Robert's familyEarly detection with all cancers is the key. That’s the only big chance to beat it. If you can’t catch it early, you can’t beat it.

We’ve been very much involved with trying to increase awareness and money spent on pancreatic cancer research. We’ve raised more than £40,000 in Robert’s name – we set up the Robert Stella Cancer Foundation – and have given £24,000 to University College Hospital in London for early detection research. His friends have been incredible.

The trouble with pancreatic cancer is that because the pancreas is in the middle of the body, you can’t feel or see it. The majority of people diagnosed with pancreatic cancer are diagnosed at A&E or after presenting at A&E with an emergency, like Robert did. That’s completely ridiculous.

We’ll be going to Westminster next week with clinicians and campaigners to try to raise awareness. We just want more people to talk about it. The thought that anyone else should go through what our son went through is unbearable.

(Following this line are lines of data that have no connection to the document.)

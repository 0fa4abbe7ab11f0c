// Copyright 2020 CoD Team

//! Integer conversion utilities.

use crate::int::Integer;

macro_rules! impl_from_native {
    ($($t: ty),* $(,)?) => {
        $(
        impl From<$t> for Integer {
            /// Converts through the decimal text form, re-using the
            /// validation and canonicalization of the parse path.
            #[inline]
            fn from(value: $t) -> Self {
                value
                    .to_string()
                    .parse()
                    .expect("native integers format as valid decimal strings")
            }
        }
        )*
    };
}

impl_from_native!(i8, i16, i32, i64, i128, isize, u8, u16, u32, u64, u128, usize);
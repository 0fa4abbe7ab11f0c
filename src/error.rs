// Copyright 2020 CoD Team

use crate::int::{DIVIDE_BY_ZERO_MSG, MODULUS_BY_ZERO_MSG};
use std::error::Error;
use std::fmt;

/// An error which can be returned when parsing an integer.
#[derive(Debug, Clone, PartialEq, Eq)]
pub struct ParseIntegerError {
    kind: IntegerErrorKind,
}

#[derive(Debug, Clone, PartialEq, Eq)]
pub(crate) enum IntegerErrorKind {
    Empty,
    Invalid,
}

impl fmt::Display for ParseIntegerError {
    fn fmt(&self, f: &mut fmt::Formatter<'_>) -> Result<(), fmt::Error> {
        match self.kind {
            IntegerErrorKind::Empty => write!(f, "cannot parse integer from empty string"),
            IntegerErrorKind::Invalid => write!(f, "invalid digit found in string"),
        }
    }
}

impl Error for ParseIntegerError {}

impl ParseIntegerError {
    #[inline]
    pub(crate) const fn new(kind: IntegerErrorKind) -> Self {
        ParseIntegerError { kind }
    }

    #[inline]
    pub(crate) const fn empty() -> Self {
        Self::new(IntegerErrorKind::Empty)
    }

    #[inline]
    pub(crate) const fn invalid() -> Self {
        Self::new(IntegerErrorKind::Invalid)
    }
}

/// An error which can be returned when dividing by a zero divisor.
///
/// The two variants tell a division apart from a modulus, so callers can
/// report the failing operation.
#[derive(Debug, Clone, Copy, PartialEq, Eq)]
pub enum ArithmeticError {
    /// The divisor of a division was zero.
    DivideByZero,
    /// The divisor of a modulus was zero.
    ModulusByZero,
}

impl fmt::Display for ArithmeticError {
    fn fmt(&self, f: &mut fmt::Formatter<'_>) -> Result<(), fmt::Error> {
        match self {
            ArithmeticError::DivideByZero => f.write_str(DIVIDE_BY_ZERO_MSG),
            ArithmeticError::ModulusByZero => f.write_str(MODULUS_BY_ZERO_MSG),
        }
    }
}

impl Error for ArithmeticError {}
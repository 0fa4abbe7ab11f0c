// Copyright 2020 CoD Team

//! Integer parsing utilities.

use crate::error::ParseIntegerError;
use crate::int::Integer;
use std::str::FromStr;

#[derive(Debug)]
enum Sign {
    Positive,
    Negative,
}

/// Splits a decimal string bytes into sign and the rest, without inspecting
/// or validating the rest.
#[inline]
fn extract_sign(s: &[u8]) -> (Sign, &[u8]) {
    match s.first() {
        Some(b'+') => (Sign::Positive, &s[1..]),
        Some(b'-') => (Sign::Negative, &s[1..]),
        _ => (Sign::Positive, s),
    }
}

/// Carves off leading zero digits.
#[inline]
fn skip_zeros(s: &[u8]) -> &[u8] {
    let i = s.iter().take_while(|&&i| i == b'0').count();
    &s[i..]
}

/// Parses a string into an integer.
///
/// The accepted grammar is an optional `+` or `-` followed by one or more
/// ASCII decimal digits; no whitespace, decimal point, exponent or grouping
/// separators. Redundant leading zeroes are discarded, and an all-zero
/// input parses to canonical zero whatever its sign.
fn from_str(s: &str) -> Result<Integer, ParseIntegerError> {
    let s = s.as_bytes();
    if s.is_empty() {
        return Err(ParseIntegerError::empty());
    }

    let (sign, s) = extract_sign(s);

    // a sign character alone is not a number
    if s.is_empty() {
        return Err(ParseIntegerError::invalid());
    }

    if s.iter().any(|i| !i.is_ascii_digit()) {
        return Err(ParseIntegerError::invalid());
    }

    let s = skip_zeros(s);
    if s.is_empty() {
        return Ok(Integer::zero());
    }

    // reverse into least-significant-first storage
    let digits = s.iter().rev().map(|&i| i - b'0').collect();
    Ok(Integer::from_parts(matches!(sign, Sign::Positive), digits))
}

impl FromStr for Integer {
    type Err = ParseIntegerError;

    #[inline]
    fn from_str(s: &str) -> Result<Self, Self::Err> {
        from_str(s)
    }
}
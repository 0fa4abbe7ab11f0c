// Copyright 2020 CoD Team

//! Implementing operators for integer.

use crate::int::{Integer, DIVIDE_BY_ZERO_MSG, MODULUS_BY_ZERO_MSG};
use std::cmp::Ordering;
use std::ops::{
    Add, AddAssign, Div, DivAssign, Mul, MulAssign, Neg, Rem, RemAssign, Sub, SubAssign,
};

// The main implementation
// &self + &other
impl Add<&Integer> for &Integer {
    type Output = Integer;

    #[inline]
    fn add(self, other: &Integer) -> Self::Output {
        self.add_common(other)
    }
}

// self + &other
impl Add<&Integer> for Integer {
    type Output = Integer;

    #[inline]
    fn add(self, other: &Integer) -> Self::Output {
        Add::add(&self, other)
    }
}

// self + other
impl Add<Integer> for Integer {
    type Output = Integer;

    #[inline]
    fn add(self, other: Integer) -> Self::Output {
        Add::add(&self, &other)
    }
}

// &self + other
impl Add<Integer> for &Integer {
    type Output = Integer;

    #[inline]
    fn add(self, other: Integer) -> Self::Output {
        Add::add(self, &other)
    }
}

// &mut self += &other
impl AddAssign<&Integer> for Integer {
    #[inline]
    fn add_assign(&mut self, other: &Integer) {
        let result = Add::add(self as &Integer, other);
        *self = result;
    }
}

// &mut self += other
impl AddAssign<Integer> for Integer {
    #[inline]
    fn add_assign(&mut self, other: Integer) {
        let result = Add::add(self as &Integer, &other);
        *self = result;
    }
}

// The main implementation
// &self - &other
impl Sub<&Integer> for &Integer {
    type Output = Integer;

    #[inline]
    fn sub(self, other: &Integer) -> Self::Output {
        self.sub_common(other)
    }
}

// self - &other
impl Sub<&Integer> for Integer {
    type Output = Integer;

    #[inline]
    fn sub(self, other: &Integer) -> Self::Output {
        Sub::sub(&self, other)
    }
}

// self - other
impl Sub<Integer> for Integer {
    type Output = Integer;

    #[inline]
    fn sub(self, other: Integer) -> Self::Output {
        Sub::sub(&self, &other)
    }
}

// &self - other
impl Sub<Integer> for &Integer {
    type Output = Integer;

    #[inline]
    fn sub(self, other: Integer) -> Self::Output {
        Sub::sub(self, &other)
    }
}

// &mut self -= &other
impl SubAssign<&Integer> for Integer {
    #[inline]
    fn sub_assign(&mut self, other: &Integer) {
        let result = Sub::sub(self as &Integer, other);
        *self = result;
    }
}

// &mut self -= other
impl SubAssign<Integer> for Integer {
    #[inline]
    fn sub_assign(&mut self, other: Integer) {
        let result = Sub::sub(self as &Integer, &other);
        *self = result;
    }
}

// The main implementation
// &self * &other
impl Mul<&Integer> for &Integer {
    type Output = Integer;

    #[inline]
    fn mul(self, other: &Integer) -> Self::Output {
        self.mul_common(other)
    }
}

// self * &other
impl Mul<&Integer> for Integer {
    type Output = Integer;

    #[inline]
    fn mul(self, other: &Integer) -> Self::Output {
        Mul::mul(&self, other)
    }
}

// self * other
impl Mul<Integer> for Integer {
    type Output = Integer;

    #[inline]
    fn mul(self, other: Integer) -> Self::Output {
        Mul::mul(&self, &other)
    }
}

// &self * other
impl Mul<Integer> for &Integer {
    type Output = Integer;

    #[inline]
    fn mul(self, other: Integer) -> Self::Output {
        Mul::mul(self, &other)
    }
}

// &mut self *= &other
impl MulAssign<&Integer> for Integer {
    #[inline]
    fn mul_assign(&mut self, other: &Integer) {
        let result = Mul::mul(self as &Integer, other);
        *self = result;
    }
}

// &mut self *= other
impl MulAssign<Integer> for Integer {
    #[inline]
    fn mul_assign(&mut self, other: Integer) {
        let result = Mul::mul(self as &Integer, &other);
        *self = result;
    }
}

// The main implementation
// &self / &other
impl Div<&Integer> for &Integer {
    type Output = Integer;

    #[inline]
    fn div(self, other: &Integer) -> Self::Output {
        self.try_div(other).expect(DIVIDE_BY_ZERO_MSG)
    }
}

// self / &other
impl Div<&Integer> for Integer {
    type Output = Integer;

    #[inline]
    fn div(self, other: &Integer) -> Self::Output {
        Div::div(&self, other)
    }
}

// self / other
impl Div<Integer> for Integer {
    type Output = Integer;

    #[inline]
    fn div(self, other: Integer) -> Self::Output {
        Div::div(&self, &other)
    }
}

// &self / other
impl Div<Integer> for &Integer {
    type Output = Integer;

    #[inline]
    fn div(self, other: Integer) -> Self::Output {
        Div::div(self, &other)
    }
}

// &mut self /= &other
impl DivAssign<&Integer> for Integer {
    #[inline]
    fn div_assign(&mut self, other: &Integer) {
        let result = Div::div(self as &Integer, other);
        *self = result;
    }
}

// &mut self /= other
impl DivAssign<Integer> for Integer {
    #[inline]
    fn div_assign(&mut self, other: Integer) {
        let result = Div::div(self as &Integer, &other);
        *self = result;
    }
}

// The main implementation
// &self % &other
impl Rem<&Integer> for &Integer {
    type Output = Integer;

    #[inline]
    fn rem(self, other: &Integer) -> Self::Output {
        self.try_rem(other).expect(MODULUS_BY_ZERO_MSG)
    }
}

// self % &other
impl Rem<&Integer> for Integer {
    type Output = Integer;

    #[inline]
    fn rem(self, other: &Integer) -> Self::Output {
        Rem::rem(&self, other)
    }
}

// self % other
impl Rem<Integer> for Integer {
    type Output = Integer;

    #[inline]
    fn rem(self, other: Integer) -> Self::Output {
        Rem::rem(&self, &other)
    }
}

// &self % other
impl Rem<Integer> for &Integer {
    type Output = Integer;

    #[inline]
    fn rem(self, other: Integer) -> Self::Output {
        Rem::rem(self, &other)
    }
}

// &mut self %= &other
impl RemAssign<&Integer> for Integer {
    #[inline]
    fn rem_assign(&mut self, other: &Integer) {
        let result = Rem::rem(self as &Integer, other);
        *self = result;
    }
}

// &mut self %= other
impl RemAssign<Integer> for Integer {
    #[inline]
    fn rem_assign(&mut self, other: Integer) {
        let result = Rem::rem(self as &Integer, &other);
        *self = result;
    }
}

// -self
impl Neg for Integer {
    type Output = Integer;

    #[inline]
    fn neg(mut self) -> Self::Output {
        self.negate_mut();
        self
    }
}

// -&self
impl Neg for &Integer {
    type Output = Integer;

    #[inline]
    fn neg(self) -> Self::Output {
        self.negate()
    }
}

impl PartialOrd for Integer {
    #[inline]
    fn partial_cmp(&self, other: &Integer) -> Option<Ordering> {
        Some(Ord::cmp(self, other))
    }
}

impl Ord for Integer {
    #[inline]
    fn cmp(&self, other: &Self) -> Ordering {
        self.cmp_common(other)
    }
}

#[cfg(test)]
mod tests {
    use super::*;

    fn assert_add(val1: &str, val2: &str, expected: &str) {
        let var1 = val1.parse::<Integer>().unwrap();
        let var2 = val2.parse::<Integer>().unwrap();

        let result1 = &var1 + &var2;
        assert_eq!(result1.to_string(), expected);

        let result2 = &var2 + &var1;
        assert_eq!(result2.to_string(), expected);

        let mut result3 = var1.clone();
        result3 += &var2;
        assert_eq!(result3.to_string(), expected);

        let mut result4 = var2;
        result4 += var1;
        assert_eq!(result4.to_string(), expected);
    }

    #[test]
    fn add() {
        assert_add("0", "0", "0");
        assert_add("0", "12345", "12345");
        assert_add("0", "-12345", "-12345");
        assert_add("1", "-1", "0");
        assert_add("999", "1", "1000");
        assert_add("999999999999999999", "1", "1000000000000000000");
        assert_add("123", "-45", "78");
        assert_add("-123", "45", "-78");
        assert_add("-123", "-45", "-168");
        assert_add(
            "123456789987654321",
            "987654321123456789",
            "1111111111111111110",
        );
        assert_add(
            "-123456789987654321",
            "-987654321123456789",
            "-1111111111111111110",
        );
    }

    fn assert_sub(val1: &str, val2: &str, expected1: &str, expected2: &str) {
        let var1 = val1.parse::<Integer>().unwrap();
        let var2 = val2.parse::<Integer>().unwrap();

        let result1 = &var1 - &var2;
        assert_eq!(result1.to_string(), expected1);

        let result2 = &var2 - &var1;
        assert_eq!(result2.to_string(), expected2);

        let mut result3 = var1.clone();
        result3 -= &var2;
        assert_eq!(result3.to_string(), expected1);

        let mut result4 = var2;
        result4 -= var1;
        assert_eq!(result4.to_string(), expected2);
    }

    #[test]
    fn sub() {
        assert_sub("0", "0", "0", "0");
        assert_sub("12345", "0", "12345", "-12345");
        assert_sub("-12345", "0", "-12345", "12345");
        assert_sub("1", "1", "0", "0");
        assert_sub("1000", "1", "999", "-999");
        assert_sub("123", "-45", "168", "-168");
        assert_sub("-123", "45", "-168", "168");
        assert_sub("-123", "-45", "-78", "78");
        assert_sub(
            "123456789987654321",
            "987654321123456789",
            "-864197531135802468",
            "864197531135802468",
        );
    }

    fn assert_mul(val1: &str, val2: &str, expected: &str) {
        let var1 = val1.parse::<Integer>().unwrap();
        let var2 = val2.parse::<Integer>().unwrap();

        let result1 = &var1 * &var2;
        assert_eq!(result1.to_string(), expected);

        let result2 = &var2 * &var1;
        assert_eq!(result2.to_string(), expected);

        let mut result3 = var1.clone();
        result3 *= &var2;
        assert_eq!(result3.to_string(), expected);

        let mut result4 = var2;
        result4 *= var1;
        assert_eq!(result4.to_string(), expected);
    }

    #[test]
    fn mul() {
        assert_mul("0", "0", "0");
        assert_mul("0", "12345", "0");
        assert_mul("0", "-12345", "0");
        assert_mul("1", "12345", "12345");
        assert_mul("-1", "12345", "-12345");
        assert_mul("-1", "-12345", "12345");
        assert_mul("9", "9", "81");
        assert_mul("99", "99", "9801");
        assert_mul("123456789", "999999999", "123456788876543211");
        assert_mul("-17", "13", "-221");
        assert_mul(
            "123456789987654321",
            "987654321123456789",
            "121932632103337905662094193112635269",
        );
        assert_mul(
            "-123456789987654321",
            "987654321123456789",
            "-121932632103337905662094193112635269",
        );
        assert_mul(
            "-123456789987654321",
            "-987654321123456789",
            "121932632103337905662094193112635269",
        );
    }

    #[test]
    fn mul_identity_laws() {
        let vals = ["0", "1", "-1", "42", "-42", "987654321123456789"];
        for val in vals {
            let x = val.parse::<Integer>().unwrap();
            assert_eq!(&x * &Integer::one(), x);
            let product = &x * &Integer::zero();
            assert_eq!(product, Integer::zero());
            assert!(product.is_positive());
        }
    }

    fn assert_div(val1: &str, val2: &str, expected: &str) {
        let var1 = val1.parse::<Integer>().unwrap();
        let var2 = val2.parse::<Integer>().unwrap();

        let result1 = &var1 / &var2;
        assert_eq!(result1.to_string(), expected);

        let mut result2 = var1;
        result2 /= var2;
        assert_eq!(result2.to_string(), expected);
    }

    #[test]
    fn div() {
        assert_div("0", "12345", "0");
        assert_div("1", "12345", "0");
        assert_div("12345", "12345", "1");
        assert_div("-12345", "12345", "-1");
        assert_div("7", "2", "3");
        assert_div("-7", "2", "-3");
        assert_div("7", "-2", "-3");
        assert_div("-7", "-2", "3");
        assert_div("100", "3", "33");
        assert_div("987654321123456789", "123456789987654321", "8");
        assert_div("123456789987654321", "12345", "10000550019251");
        assert_div(
            "1000000000000000000000000000000",
            "7",
            "142857142857142857142857142857",
        );
    }

    #[test]
    #[should_panic(expected = "attempt to divide by zero")]
    fn div_by_zero() {
        assert_div("1", "0", "");
    }

    fn assert_rem(val1: &str, val2: &str, expected: &str) {
        let var1 = val1.parse::<Integer>().unwrap();
        let var2 = val2.parse::<Integer>().unwrap();

        let result1 = &var1 % &var2;
        assert_eq!(result1.to_string(), expected);

        let mut result2 = var1;
        result2 %= var2;
        assert_eq!(result2.to_string(), expected);
    }

    #[test]
    fn rem() {
        assert_rem("0", "12345", "0");
        assert_rem("1", "12345", "1");
        assert_rem("12345", "12345", "0");
        assert_rem("7", "2", "1");
        assert_rem("-7", "2", "-1");
        assert_rem("7", "-2", "1");
        assert_rem("-7", "-2", "-1");
        assert_rem("100", "3", "1");
        assert_rem("987654321123456789", "123456789987654321", "1222222221");
        assert_rem("123456789987654321", "12345", "726");
        assert_rem("1000000000000000000000000000000", "7", "1");
    }

    #[test]
    #[should_panic(expected = "attempt to calculate the remainder with a divisor of zero")]
    fn rem_by_zero() {
        assert_rem("1", "0", "");
    }

    #[test]
    fn neg() {
        let zero = -Integer::zero();
        assert!(zero.is_zero());
        assert!(zero.is_positive());

        assert_eq!((-Integer::from(17)).to_string(), "-17");
        assert_eq!((-Integer::from(-17)).to_string(), "17");
        assert_eq!((-&Integer::from(17)).to_string(), "-17");
    }

    macro_rules! assert_cmp {
        ($left: expr, $cmp: tt, $right: expr) => {{
            let left = $left.parse::<Integer>().unwrap();
            let right = $right.parse::<Integer>().unwrap();
            assert!(left $cmp right, "left = {}, right = {}", left, right);
        }};
    }

    #[test]
    fn cmp() {
        assert_cmp!("0", ==, "0");
        assert_cmp!("0", ==, "-0");
        assert_cmp!("1", >, "0");
        assert_cmp!("-1", <, "0");
        assert_cmp!("1", >, "-1");
        assert_cmp!("-1", <, "1");
        assert_cmp!("12345", ==, "12345");
        assert_cmp!("12345", !=, "12346");
        assert_cmp!("123", <, "1234");
        assert_cmp!("1234", >, "123");
        assert_cmp!("123", <, "124");
        assert_cmp!("-123", >, "-1234");
        assert_cmp!("-1234", <, "-123");
        assert_cmp!("-124", <, "-123");
        assert_cmp!("-123", >, "-124");
        assert_cmp!("987654321123456789", >=, "123456789987654321");
        assert_cmp!("123456789987654321", <=, "987654321123456789");
        assert_cmp!("-987654321123456789", <, "-123456789987654321");

        let larger = std::cmp::max(Integer::from(-5), Integer::from(-3));
        assert_eq!(larger.to_string(), "-3");
    }
}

The grief was and is still overwhelming for all of us. We know we’re not alone. There are lots of journeys and lots of stories. We continue on and we laugh and we joke, but things will never be right. It was a terrible waste of a young life. He was a wonderful boy.

Pancreatic cancer facts

• The five-year survival rate for pancreatic cancer stands at 5 per cent in the UK.
• Five and 10-year survival for pancreatic cancer has improved very little since the early 1970s.
• One person dies of pancreatic cancer every hour.
• Eighty per cent of people with pancreatic cancer are not diagnosed until the cancer is at an advanced stage.
• Surgery is the only treatment which could save lives, yet only 8 per cent of people with pancreatic cancer have it.
• Pancreatic cancer has the lowest survival rate of all the 21 common cancers, with just 1 per cent of patients surviving 10 years after diagnosis.
• Around 9,400 people are diagnosed with pancreatic cancer per year in the UK. That’s 26 people every day.
• Pancreatic cancer is the fifth most common cause of cancer death in the UK.
• Pancreatic cancer is predicted to become the fourth largest cancer killer (overtaking breast cancer) by 2030.